The interface 51 transfers the received command to the MPU 53 and
stores the write data in the RAM 54, for example. Further, the
interface 51 outputs the data, which should be output to the host
device, according to an instruction of the MPU 53.
[0087] The interface 52 performs the interface process between the
magnetic disk 60 and the controller 50. The interface 52 outputs
the write data and the like to the magnetic disk 60 and receives
the read data from the magnetic disk 60.
[0088] The MPU 53 controls operation of an entire HDD device 40.
The MPU 53 receives the write command, the read command and the
erase command transferred from the host device, and executes a
predetermined process to the magnetic disk 60. Specifically, the
MPU 53 performs control of a write voltage and modulation when
reading and writing according to a track position of the magnetic
disk, and control of input and output of the data.

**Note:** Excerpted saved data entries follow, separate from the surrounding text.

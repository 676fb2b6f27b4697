//! User commands: optimistic local update, remote dispatch, rollback on
//! failure.
//!
//! Volume failures restore the previous level and drop the guard. Rating
//! failures are only logged and the pending value stays, so the display
//! keeps what the user chose until the server agrees or the session ends.

use crate::app::config::Timing;
use crate::app::events::{AppEvent, EventSender};
use crate::app::state::StateStore;
use crate::error::RemoteError;
use crate::player::{PlaybackState, PlayerCommand, RemoteClient, RepeatMode};
use crate::timer::{self, TimerHandle};
use std::sync::Arc;
use tokio::time::Instant;
use tracing::{debug, error, info};

/// How to undo an optimistic update if its command fails. Each variant
/// carries enough to tell whether something newer has since overwritten it.
#[derive(Debug, Clone, PartialEq)]
pub enum Rollback {
    None,
    Playback {
        previous: PlaybackState,
        applied: PlaybackState,
    },
    Seek {
        previous_ms: u64,
        revision: u64,
    },
    Volume {
        previous: u8,
        seq: u64,
    },
    Shuffle {
        previous: bool,
    },
    Repeat {
        previous: RepeatMode,
        applied: RepeatMode,
    },
}

pub struct CommandExecutor {
    remote: Arc<dyn RemoteClient>,
    events: EventSender,
    timing: Timing,
    rating_timer: Option<TimerHandle>,
}

impl CommandExecutor {
    pub fn new(remote: Arc<dyn RemoteClient>, events: EventSender, timing: Timing) -> Self {
        Self {
            remote,
            events,
            timing,
            rating_timer: None,
        }
    }

    fn dispatch(&self, store: &StateStore, command: PlayerCommand, rollback: Rollback) {
        let remote = Arc::clone(&self.remote);
        let events = self.events.clone();
        let target = store.player.machine_identifier.clone();
        debug!("Dispatching {:?}", command);
        tokio::spawn(async move {
            if let Err(error) = remote.player_command(command, target.as_deref()).await {
                let _ = events.send(AppEvent::CommandFailed {
                    command,
                    rollback,
                    error,
                });
            }
        });
    }

    /// Play/pause. Does nothing without a session.
    pub fn toggle(&self, store: &mut StateStore, now: Instant) -> bool {
        match store.session().playback {
            PlaybackState::Stopped => {
                debug!("Toggle ignored: nothing playing");
                false
            }
            PlaybackState::Playing => self.pause(store, now),
            PlaybackState::Paused => self.play(store, now),
        }
    }

    pub fn play(&self, store: &mut StateStore, now: Instant) -> bool {
        self.set_playback(store, PlaybackState::Playing, PlayerCommand::Play, now)
    }

    pub fn pause(&self, store: &mut StateStore, now: Instant) -> bool {
        self.set_playback(store, PlaybackState::Paused, PlayerCommand::Pause, now)
    }

    fn set_playback(&self, store: &mut StateStore, target: PlaybackState, command: PlayerCommand, now: Instant) -> bool {
        let previous = store.session().playback;
        let rollback = if store.has_session() && previous != target {
            store.set_playback(target, now);
            Rollback::Playback {
                previous,
                applied: target,
            }
        } else {
            Rollback::None
        };
        self.dispatch(store, command, rollback);
        true
    }

    pub fn next(&self, store: &StateStore) {
        self.dispatch(store, PlayerCommand::SkipNext, Rollback::None);
    }

    pub fn previous(&self, store: &StateStore) {
        self.dispatch(store, PlayerCommand::SkipPrevious, Rollback::None);
    }

    /// Seeks to an absolute position, clamped to the track.
    pub fn seek_to(&self, store: &mut StateStore, position_ms: i64, now: Instant) -> Option<u64> {
        if !store.has_session() {
            return None;
        }
        let previous_ms = store.displayed_position(now);
        let target = store.session().clamp_position(position_ms);
        let revision = store.set_position(target, now);
        self.dispatch(
            store,
            PlayerCommand::SeekTo(target),
            Rollback::Seek {
                previous_ms,
                revision,
            },
        );
        Some(target)
    }

    pub fn seek_by(&self, store: &mut StateStore, delta_ms: i64, now: Instant) -> Option<u64> {
        let current = store.displayed_position(now) as i64;
        self.seek_to(store, current + delta_ms, now)
    }

    pub fn set_volume(&self, store: &mut StateStore, volume: i32, now: Instant) -> u8 {
        let previous = store.player.volume;
        let volume = volume.clamp(0, 100) as u8;
        let seq = store.set_local_volume(volume, now);
        self.dispatch(
            store,
            PlayerCommand::SetVolume(volume),
            Rollback::Volume { previous, seq },
        );
        volume
    }

    /// `steps` of the configured volume step; negative turns it down.
    pub fn adjust_volume(&self, store: &mut StateStore, steps: i32, now: Instant) -> u8 {
        let delta = steps.saturating_mul(self.timing.volume_step as i32);
        let target = (store.player.volume as i32).saturating_add(delta);
        self.set_volume(store, target, now)
    }

    pub fn toggle_shuffle(&self, store: &mut StateStore) -> bool {
        let previous = store.player.shuffle;
        store.player.shuffle = !previous;
        self.dispatch(
            store,
            PlayerCommand::SetShuffle(!previous),
            Rollback::Shuffle { previous },
        );
        !previous
    }

    /// off -> all -> one -> off
    pub fn cycle_repeat(&self, store: &mut StateStore) -> RepeatMode {
        let previous = store.player.repeat;
        let applied = previous.next();
        store.player.repeat = applied;
        self.dispatch(
            store,
            PlayerCommand::SetRepeat(applied),
            Rollback::Repeat { previous, applied },
        );
        applied
    }

    /// Steps the rating of the current track and (re)starts the debounce.
    /// Buttons wrap past five stars back to zero; dials clamp.
    pub fn adjust_rating(&mut self, store: &mut StateStore, delta: i32, wrap: bool, now: Instant) -> Option<u8> {
        let rating_key = store.track()?.rating_key.clone();
        let mut rating = (store.session().rating as i32).saturating_add(delta);
        if wrap && rating > 10 {
            rating = 0;
        }
        let rating = rating.clamp(0, 10) as u8;

        store.set_pending_rating(&rating_key, rating, now);
        self.rating_timer = Some(timer::after(
            self.timing.rating_debounce(),
            &self.events,
            AppEvent::RatingDue { rating_key, rating },
        ));
        Some(rating)
    }

    pub fn rating_write_pending(&self) -> bool {
        self.rating_timer
            .as_ref()
            .is_some_and(|timer| !timer.is_finished())
    }

    /// Drops a debounced rating write that has not fired yet.
    pub fn cancel_rating(&mut self) {
        if self.rating_timer.take().is_some() {
            debug!("Pending rating write cancelled");
        }
    }

    /// The debounce elapsed: write the rating once, unless the track it was
    /// meant for is no longer current.
    pub fn on_rating_due(&mut self, store: &StateStore, rating_key: String, rating: u8) {
        self.rating_timer = None;
        if store.track().map(|t| t.rating_key.as_str()) != Some(rating_key.as_str()) {
            debug!("Dropping rating write for {}: track no longer current", rating_key);
            return;
        }
        let remote = Arc::clone(&self.remote);
        let target = store.player.machine_identifier.clone();
        tokio::spawn(async move {
            match remote.rate(&rating_key, rating, target.as_deref()).await {
                Ok(()) => info!("Rated {} at {} stars", rating_key, rating as f32 / 2.0),
                Err(e) => error!("Failed to rate {}: {}", rating_key, e),
            }
        });
    }

    pub fn on_command_failed(
        &self,
        store: &mut StateStore,
        command: PlayerCommand,
        rollback: Rollback,
        error: &RemoteError,
        now: Instant,
    ) {
        error!("Command {:?} failed: {}", command, error);
        match rollback {
            Rollback::None => {}
            Rollback::Playback { previous, applied } => {
                if store.session().playback == applied {
                    store.set_playback(previous, now);
                }
            }
            Rollback::Seek {
                previous_ms,
                revision,
            } => {
                if store.position_revision() == revision {
                    store.set_position(previous_ms, now);
                }
            }
            Rollback::Volume { previous, seq } => {
                store.rollback_volume(previous, seq);
            }
            Rollback::Shuffle { previous } => {
                if store.player.shuffle != previous {
                    store.player.shuffle = previous;
                }
            }
            Rollback::Repeat { previous, applied } => {
                if store.player.repeat == applied {
                    store.player.repeat = previous;
                }
            }
        }
    }
}
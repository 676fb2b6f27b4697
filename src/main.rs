use ampdeck::app::cli::{normalize_args, Args};
use ampdeck::app::config::AppConfig;
use ampdeck::app::App;
use ampdeck::app::events::AppEvent;
use ampdeck::logging;
use ampdeck::player;
use ampdeck::transport::{Endpoint, WsDialer};
use anyhow::{Context, Result};
use clap::Parser;
use tokio::sync::mpsc;
use tracing::{info, warn};

#[tokio::main(flavor = "current_thread")]
async fn main() -> Result<()> {
    human_panic::setup_panic!();

    let args = Args::parse_from(normalize_args(std::env::args()));

    if args.generate_config {
        println!("{}", AppConfig::generate());
        return Ok(());
    }

    let port = args.port.context("--port is required")?;
    let uuid = args.plugin_uuid.context("--plugin-uuid is required")?;

    let log = logging::init(&AppConfig::get_log_dir())?;
    info!("ampdeck {} starting", env!("CARGO_PKG_VERSION"));

    let config = AppConfig::load(args.config.as_deref());

    // One HTTP client for every request.
    let client = reqwest::Client::builder()
        .user_agent(concat!("ampdeck/", env!("CARGO_PKG_VERSION")))
        .build()
        .unwrap_or_default();
    let remote = player::get_remote(client, &config.player_url);

    let (tx, rx) = mpsc::unbounded_channel();
    let mut app = App::new(remote, Box::new(WsDialer), tx.clone(), &config).with_logging(log);
    app.connect(Endpoint {
        port,
        uuid,
        register_event: args.register_event,
    });

    tokio::spawn(async move {
        if let Err(e) = tokio::signal::ctrl_c().await {
            warn!("Cannot listen for Ctrl-C: {}", e);
            return;
        }
        let _ = tx.send(AppEvent::Shutdown);
    });

    app.run(rx).await;
    Ok(())
}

Also, when the
HDD device 40 is supplied with the power, for example, the MPU 53
reads the firmware (control program) stored in the ROM 55 on the
RAM 54 to execute a predetermined process. According to this, the
various tables are created on the RAM 54.
[0089] Further, the MPU 53 controls the encoder 56 to encode the
write data. The encoding process of the write data will be
described later in detail.
[0090] The fuse block 57 is substantially similar to the fuse block
29 described in the first embodiment, so that the detailed
description thereof is omitted. The fuse block 57 includes a
plurality of fuse devices and is supposed to hold the data of a
plurality of bits (for example, 8 bits). The fuse device of the
fuse block 57 holds information inherent to the controller 50, a
value inherent to a product of the HDD device in the second
embodiment.
[0091] The ROM 55 stores the control program and the like
controlled by the MPU 53. Also, the ROM 55 holds firmware
information including a vender number and the like, for
example.
[0092] The encoder 56 encodes the write data to the magnetic disk
60 given by the host device. Although a configuration of the
encoder 56 is basically similar to that in the first embodiment,
they differ from each other in that the scramble circuit in the
configuration in FIG. 8 is replaced with an encoding circuit. The
encoder 56 includes the register 30, the pseudorandom number
generator 31 and the encoding circuit (hereinafter, referred to as
an encoding circuit 32 for convenience). Since the register 30 and
the pseudorandom number generator 31 are similar to those in the
first embodiment, the detailed descriptions thereof are omitted.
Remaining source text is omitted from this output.